Childhood cancer survivors experience chronic health problems, Feinberg study finds

Rebecca Savransky, Design Editor

A majority of children who have survived childhood cancer for five or more years following their diagnosis live with chronic health problems related to their treatment, according to a Northwestern Medicine study published last week.

The study found that although there were about 400,000 childhood cancer survivors in 2011 — nearly 60,000 more survivors than in 2005 — about 70 percent of the childhood survivors live with a mild or moderate chronic condition and 32 percent with a severe, disabling or life-threatening condition.

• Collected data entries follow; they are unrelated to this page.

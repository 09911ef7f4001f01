//! Chain: the ordered, append-only record log and its subject index.
//!
//! ```text
//! genesis ── r1 ── r2 ── r3 ...        (records, by sequence number)
//!             │           │
//!   subjects: "card-1" → [1, 3]        (positions into records)
//! ```

use chrono::{DateTime, Utc};
use serde::{Deserialize, Serialize};
use serde_json::Value;
use std::collections::{BTreeMap, HashMap};
use std::fmt;
use std::sync::Arc;
use tracing::{debug, warn};

use crate::clock::{Clock, SystemClock, canonical_instant};
use crate::error::ChainError;
use crate::hash::ContentHash;
use crate::record::{HashRecord, RecordDraft};

/// Why a chain failed validation at a position.
#[derive(Debug, Clone, Copy, PartialEq, Eq, Serialize, Deserialize)]
#[serde(rename_all = "snake_case")]
pub enum ChainBreak {
    /// The record's stored hash does not match its fields.
    HashMismatch,
    /// `previous_hash` does not equal the preceding record's hash.
    BrokenLink,
    /// `sequence_number` does not equal the record's position.
    SequenceGap,
}

impl ChainBreak {
    pub fn as_str(&self) -> &'static str {
        match self {
            ChainBreak::HashMismatch => "hash_mismatch",
            ChainBreak::BrokenLink => "broken_link",
            ChainBreak::SequenceGap => "sequence_gap",
        }
    }
}

impl fmt::Display for ChainBreak {
    fn fmt(&self, f: &mut fmt::Formatter<'_>) -> fmt::Result {
        f.write_str(self.as_str())
    }
}

/// Outcome of [`Chain::validate`].
#[derive(Debug, Clone, PartialEq, Eq, Serialize, Deserialize)]
#[serde(rename_all = "camelCase")]
pub struct ChainValidation {
    pub valid: bool,
    #[serde(default, skip_serializing_if = "Option::is_none")]
    pub broken_at: Option<u64>,
    #[serde(default, skip_serializing_if = "Option::is_none")]
    pub reason: Option<ChainBreak>,
}

impl ChainValidation {
    fn ok() -> Self {
        Self {
            valid: true,
            broken_at: None,
            reason: None,
        }
    }

    fn broken(at: u64, reason: ChainBreak) -> Self {
        Self {
            valid: false,
            broken_at: Some(at),
            reason: Some(reason),
        }
    }
}

/// Aggregate view over the whole log, recomputed on each call.
#[derive(Debug, Clone, PartialEq, Eq, Serialize, Deserialize)]
#[serde(rename_all = "camelCase")]
pub struct ChainStats {
    pub total_records: usize,
    pub unique_subjects: usize,
    pub counts_by_action: BTreeMap<String, usize>,
    pub counts_by_author: BTreeMap<String, usize>,
    pub latest_timestamp: DateTime<Utc>,
}

/// Position and hash of a chain's latest record.
///
/// Anything derived from a chain can carry the head it was derived at and
/// be recognised as stale once the chain moves on.
#[derive(Debug, Clone, PartialEq, Eq, Serialize, Deserialize)]
pub struct ChainHead {
    pub sequence_number: u64,
    pub hash: ContentHash,
}

/// Append-only sequence of [`HashRecord`]s, seeded with a genesis record.
pub struct Chain {
    records: Vec<HashRecord>,
    subjects: HashMap<String, Vec<usize>>,
    clock: Arc<dyn Clock>,
}

impl fmt::Debug for Chain {
    fn fmt(&self, f: &mut fmt::Formatter<'_>) -> fmt::Result {
        f.debug_struct("Chain")
            .field("len", &self.records.len())
            .field("subjects", &self.subjects.len())
            .finish()
    }
}

impl Default for Chain {
    fn default() -> Self {
        Self::new()
    }
}

impl Chain {
    /// A fresh chain stamped by the system clock.
    pub fn new() -> Self {
        Self::with_clock(Arc::new(SystemClock))
    }

    /// A fresh chain whose records are stamped by `clock`.
    pub fn with_clock(clock: Arc<dyn Clock>) -> Self {
        let genesis = HashRecord::genesis(canonical_instant(clock.now()));
        let mut chain = Self {
            records: Vec::new(),
            subjects: HashMap::new(),
            clock,
        };
        chain.push(genesis);
        chain
    }

    /// Rebuild a chain from persisted records.
    ///
    /// Records are taken as-is; call [`Chain::validate`] to check them.
    pub fn from_records(
        records: Vec<HashRecord>,
        clock: Arc<dyn Clock>,
    ) -> Result<Self, ChainError> {
        if records.is_empty() {
            return Err(ChainError::MissingGenesis);
        }
        let mut chain = Self {
            records: Vec::with_capacity(records.len()),
            subjects: HashMap::new(),
            clock,
        };
        for record in records {
            chain.push(record);
        }
        Ok(chain)
    }

    fn push(&mut self, record: HashRecord) {
        let position = self.records.len();
        self.subjects
            .entry(record.subject_id().to_string())
            .or_default()
            .push(position);
        self.records.push(record);
    }

    /// Append one record and return it.
    ///
    /// The payload is not inspected. The timestamp never precedes the
    /// latest record's, even if the clock steps backwards.
    pub fn append(
        &mut self,
        action: impl Into<String>,
        subject_kind: impl Into<String>,
        subject_id: impl Into<String>,
        payload: Value,
        author_id: impl Into<String>,
    ) -> &HashRecord {
        let timestamp = self.next_timestamp();
        let latest = self.latest();
        let record = HashRecord::seal(RecordDraft {
            sequence_number: self.records.len() as u64,
            timestamp,
            action: action.into(),
            subject_kind: subject_kind.into(),
            subject_id: subject_id.into(),
            payload,
            author_id: author_id.into(),
            previous_hash: latest.hash().clone(),
        });
        debug!(
            seq = record.sequence_number(),
            action = record.action(),
            subject = record.subject_id(),
            "chain append"
        );
        self.push(record);
        &self.records[self.records.len() - 1]
    }

    /// The timestamp the next appended record would carry.
    pub fn next_timestamp(&self) -> DateTime<Utc> {
        canonical_instant(self.clock.now()).max(self.latest().timestamp())
    }

    /// The most recently appended record (genesis on a fresh chain).
    pub fn head(&self) -> ChainHead {
        let latest = self.latest();
        ChainHead {
            sequence_number: latest.sequence_number(),
            hash: latest.hash().clone(),
        }
    }

    pub fn latest(&self) -> &HashRecord {
        // `records` always holds at least the genesis record.
        &self.records[self.records.len() - 1]
    }

    pub fn len(&self) -> usize {
        self.records.len()
    }

    /// Always false: a chain holds at least its genesis record.
    pub fn is_empty(&self) -> bool {
        self.records.is_empty()
    }

    pub fn records(&self) -> &[HashRecord] {
        &self.records
    }

    pub fn get(&self, sequence_number: u64) -> Option<&HashRecord> {
        usize::try_from(sequence_number)
            .ok()
            .and_then(|position| self.records.get(position))
    }

    /// All records for `subject_id`, in append order.
    pub fn history(&self, subject_id: &str) -> Vec<&HashRecord> {
        self.subjects
            .get(subject_id)
            .map(|positions| positions.iter().map(|&p| &self.records[p]).collect())
            .unwrap_or_default()
    }

    /// Walk the log from record 1 and report the first break.
    ///
    /// Genesis is not checked.
    pub fn validate(&self) -> ChainValidation {
        for (position, pair) in self.records.windows(2).enumerate() {
            let (previous, record) = (&pair[0], &pair[1]);
            let at = (position + 1) as u64;

            let reason = if !record.is_valid() {
                Some(ChainBreak::HashMismatch)
            } else if record.previous_hash() != previous.hash() {
                Some(ChainBreak::BrokenLink)
            } else if record.sequence_number() != at {
                Some(ChainBreak::SequenceGap)
            } else {
                None
            };

            if let Some(reason) = reason {
                warn!(broken_at = at, %reason, "chain validation failed");
                return ChainValidation::broken(at, reason);
            }
        }
        ChainValidation::ok()
    }

    /// Records for one subject (or the whole log) up to `up_to`, inclusive.
    ///
    /// Callers fold the result left to right to rebuild a point-in-time view.
    pub fn replay(
        &self,
        subject_id: Option<&str>,
        up_to: Option<DateTime<Utc>>,
    ) -> Vec<&HashRecord> {
        let records: Vec<&HashRecord> = match subject_id {
            Some(subject) => self.history(subject),
            None => self.records.iter().collect(),
        };
        match up_to {
            Some(limit) => records
                .into_iter()
                .filter(|record| record.timestamp() <= limit)
                .collect(),
            None => records,
        }
    }

    pub fn stats(&self) -> ChainStats {
        let mut counts_by_action = BTreeMap::new();
        let mut counts_by_author = BTreeMap::new();
        for record in &self.records {
            *counts_by_action
                .entry(record.action().to_string())
                .or_insert(0) += 1;
            *counts_by_author
                .entry(record.author_id().to_string())
                .or_insert(0) += 1;
        }
        ChainStats {
            total_records: self.records.len(),
            unique_subjects: self.subjects.len(),
            counts_by_action,
            counts_by_author,
            latest_timestamp: self.latest().timestamp(),
        }
    }
}
//! HashRecord: one immutable, self-verifying chain entry.

use chrono::{DateTime, Utc};
use serde::{Deserialize, Serialize};
use serde_json::Value;

use crate::clock::{canonical_timestamp, deserialize_canonical};
use crate::hash::ContentHash;

/// `previous_hash` of the genesis record.
pub const GENESIS_PREVIOUS_HASH: &str = "0";
/// Author id for records the chain writes on its own behalf.
pub const SYSTEM_AUTHOR: &str = "system";
pub const GENESIS_ACTION: &str = "GENESIS";
pub const GENESIS_SUBJECT_KIND: &str = "Chain";
pub const GENESIS_SUBJECT_ID: &str = "genesis";

/// A single hash-linked entry.
///
/// Fields are private: records are built by [`crate::Chain::append`] (or
/// decoded from persisted JSONL) and never changed afterwards.
#[derive(Debug, Clone, PartialEq, Serialize, Deserialize)]
pub struct HashRecord {
    sequence_number: u64,
    #[serde(deserialize_with = "deserialize_canonical")]
    timestamp: DateTime<Utc>,
    action: String,
    subject_kind: String,
    subject_id: String,
    #[serde(default)]
    payload: Value,
    author_id: String,
    previous_hash: ContentHash,
    hash: ContentHash,
}

/// Field values of a record before its hash is computed.
pub(crate) struct RecordDraft {
    pub sequence_number: u64,
    pub timestamp: DateTime<Utc>,
    pub action: String,
    pub subject_kind: String,
    pub subject_id: String,
    pub payload: Value,
    pub author_id: String,
    pub previous_hash: ContentHash,
}

impl HashRecord {
    pub(crate) fn seal(draft: RecordDraft) -> Self {
        let mut record = Self {
            sequence_number: draft.sequence_number,
            timestamp: draft.timestamp,
            action: draft.action,
            subject_kind: draft.subject_kind,
            subject_id: draft.subject_id,
            payload: draft.payload,
            author_id: draft.author_id,
            previous_hash: draft.previous_hash,
            hash: ContentHash(String::new()),
        };
        record.hash = record.compute_hash();
        record
    }

    pub(crate) fn genesis(timestamp: DateTime<Utc>) -> Self {
        Self::seal(RecordDraft {
            sequence_number: 0,
            timestamp,
            action: GENESIS_ACTION.to_string(),
            subject_kind: GENESIS_SUBJECT_KIND.to_string(),
            subject_id: GENESIS_SUBJECT_ID.to_string(),
            payload: Value::Object(serde_json::Map::new()),
            author_id: SYSTEM_AUTHOR.to_string(),
            previous_hash: ContentHash::from(GENESIS_PREVIOUS_HASH),
        })
    }

    /// Digest over every field except `hash`.
    pub fn compute_hash(&self) -> ContentHash {
        ContentHash::builder()
            .field_u64("sequence_number", self.sequence_number)
            .field("timestamp", &canonical_timestamp(&self.timestamp))
            .field("action", &self.action)
            .field("subject_kind", &self.subject_kind)
            .field("subject_id", &self.subject_id)
            .field_json("payload", &self.payload)
            .field("author_id", &self.author_id)
            .field("previous_hash", self.previous_hash.as_str())
            .finish()
    }

    /// Whether the stored hash matches the recomputed one.
    pub fn is_valid(&self) -> bool {
        self.compute_hash() == self.hash
    }

    pub fn is_genesis(&self) -> bool {
        self.sequence_number == 0 && self.previous_hash == *GENESIS_PREVIOUS_HASH
    }

    pub fn sequence_number(&self) -> u64 {
        self.sequence_number
    }

    pub fn timestamp(&self) -> DateTime<Utc> {
        self.timestamp
    }

    pub fn action(&self) -> &str {
        &self.action
    }

    pub fn subject_kind(&self) -> &str {
        &self.subject_kind
    }

    pub fn subject_id(&self) -> &str {
        &self.subject_id
    }

    pub fn payload(&self) -> &Value {
        &self.payload
    }

    pub fn author_id(&self) -> &str {
        &self.author_id
    }

    pub fn previous_hash(&self) -> &ContentHash {
        &self.previous_hash
    }

    pub fn hash(&self) -> &ContentHash {
        &self.hash
    }
}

“We’ve been able to increase the number of survivors of pediatric cancer, but simply curing their disease isn’t enough,” said lead author Siobhan Phillips, assistant professor of preventive medicine at the Feinberg School of Medicine, in a news release. “We need a more coordinated approach to their care to help prevent or delay some of these chronic health problems that affect the quality of their lives. We want them to thrive, not simply survive.”

About 35 percent of survivors, ages 20 to 49, had neurocognitive dysfunction and 13 to 17 percent of those had self-reported functional impairment, activity limitations, impaired mental health, pain or anxiety/fear, according to the study’s findings.

Phillips said childhood cancer survivors should have health care providers who know about the increased risk of chronic health problems.

“These facts should challenge all of us in the field not to be content simply with improving life span, but to dedicate the future of this field to improving the ‘health span’ of our survivors,” said Dr. Greg Armstrong, principal investigator of the Childhood Cancer Survivor Study and a pediatrician at St. Jude Children’s Research Hospital, in the release.